Digging In Cleaning Canyon Creek Any Effort To Clean Up The Coeur D’Alene River System Must Begin Here

Behind Ike Gray’s house is a green hillside. In front is a wasteland of red rock and black stumps, with a stream dribbling through.

Ask him how he came to live near Canyon Creek, and Gray’s mind rewinds to the job he needed 60 autumns ago. He was a young man from Deer Park with a bride to support.

“She had her eye on me for a couple of years. I hadn’t given her a thought,” Gray said. “Well, one thing led to another …”

Long before Gray arrived to muck rock at the Star Mine, one thing had been leading to another along Canyon Creek.

Starting in 1878, wealth poured from more than 30 silver and lead mines and nine major mills in the steep canyon upstream. Because of the crude methods of the day, mining wastes also poured into the Coeur d’Alene River system.

That’s why, at age 86, widower Gray looks out his living room window at the Canyon Creek Tailings Removal and Stream Stabilization project.

It’s the biggest cleanup of mining wastes to occur in the Silver Valley, outside of the federal Superfund project at the defunct Bunker Hill mine and smelter complex in Kellogg.

The work, just north of Wallace, started in mid-August. It will last for three years and cost $3 million.

Early-day mines used the Canyon Creek flats as a dumping ground for the rock that was left over when valuable metals were extracted from ore.
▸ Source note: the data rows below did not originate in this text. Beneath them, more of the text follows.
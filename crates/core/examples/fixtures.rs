use std::{fs, path::PathBuf};

use clap::Parser;
use text_wash::{WashConfig, WashMode, wash};

#[derive(Parser, Debug)]
#[command(name = "fixtures")]
#[command(about = "Create or validate fixture files", long_about = None)]
struct Args {
    /// Write fixtures instead of validating them
    #[arg(long, short)]
    write: bool,

    /// Path to the fixtures directory (defaults to "./fixtures")
    #[arg(long, default_value = "fixtures")]
    dir: PathBuf,

    /// Modes to generate outputs for (repeatable)
    #[arg(long = "mode", short, default_values = ["inputText", "inputLine", "leadingAndTrailing"])]
    modes: Vec<WashMode>,
}

fn main() -> Result<(), Box<dyn std::error::Error + Send + Sync>> {
    let args = Args::parse();

    // Read all input files in the fixtures directory
    let mut input_files = Vec::new();
    for entry in fs::read_dir(&args.dir)? {
        let path = entry?.path();
        if !path.is_file() {
            continue;
        }

        let filename = path
            .file_name()
            .and_then(|n| n.to_str())
            .ok_or("invalid filename")?;

        // Skip .out. files and anything that is not plain text
        if filename.contains(".out.") || !filename.ends_with(".txt") {
            continue;
        }

        input_files.push(path);
    }

    input_files.sort();

    let mut mismatches = Vec::new();
    let mut count = 0usize;

    println!(
        "{} fixtures...",
        if args.write { "Creating" } else { "Validating" }
    );
    for input_path in &input_files {
        let filename = input_path
            .file_name()
            .and_then(|n| n.to_str())
            .ok_or("invalid filename")?;
        let basename = filename
            .strip_suffix(".txt")
            .ok_or("filename missing extension")?;

        let source = fs::read_to_string(input_path)?;

        for &mode in &args.modes {
            let out = wash(&source, &WashConfig::with_mode(mode));
            let out_path = args.dir.join(format!("{basename}.{mode}.out.txt"));
            count += 1;

            if args.write {
                fs::write(&out_path, &out)?;
                println!("  Created {}", out_path.display());
                continue;
            }

            if !out_path.exists() {
                mismatches.push(format!(
                    "{filename} ({mode}): missing output file {}",
                    out_path.display()
                ));
            } else if fs::read(&out_path)? != out.as_bytes() {
                mismatches.push(format!("{filename} ({mode}): output mismatch"));
            } else {
                println!("  ✓ {filename} ({mode})");
            }
        }
    }

    if !mismatches.is_empty() {
        eprintln!("\nValidation failed:");
        for mismatch in &mismatches {
            eprintln!("  ✗ {mismatch}");
        }
        return Err(format!("{} validation error(s)", mismatches.len()).into());
    }

    if args.write {
        println!("Done creating {count} fixtures.");
    } else {
        println!("\nAll {count} fixtures validated successfully!");
    }

    Ok(())
}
Sometimes, floods simply washed tailings from the piles that teetered upstream.

These 2.5 miles of stream, this 100 acres of floodplain, contribute more than a third of the metals washing into the river.

When water runs high and fast in the spring, scientists estimate, 869 pounds of potentially toxic metals leave here each day. The lead, zinc, cadmium and other metals collect on the bottom and banks of the South Fork of the Coeur d’Alene, the main river and, ultimately, on the bottom of Lake Coeur d’Alene.

Zinc - which dissolves in water, so is especially dangerous to fish - is a big problem here. Early in the century it was considered a useless metal. Smelters penalized mines for sending ore that contained it, explained Bob Rice, who’s running heavy equipment for the Canyon Creek project.

Rice started his mining career working for a mill that reprocessed the Canyon Creek tailings, gleaning the discarded zinc when it became valuable during the war years for bullets and galvanizing.

Rice said he’s glad to be part of the restoration effort. His son, Ron, supervises an eight-man crew.

They’ll move some 50,000 dump truck loads of rock and dirt away from the streambed. It will go into two 7-acre depositories.

One is a borrow pit on the east side, a few hundred feet from the well-worn steps of Ike Gray’s house. When work is finished, the pit will look like a knoll.

The other repository is one of six tailings ponds that now line the west streambank.

Getting metals away from the stream and the shallow ground water is the main purpose of the Canyon Creek project.

There are other goals.

With blueprints and bulldozers, workers will try to recreate the stream’s natural twists and turns. That should stabilize the banks. If planted willows and alder take hold in what is now a wasteland of rock, insects might come back.

And fish.

“I don’t think there’s been a fish in there for 90 years,” said Gray, whose mining buddies would never have bothered to look for a trout in “Sugar Creek.”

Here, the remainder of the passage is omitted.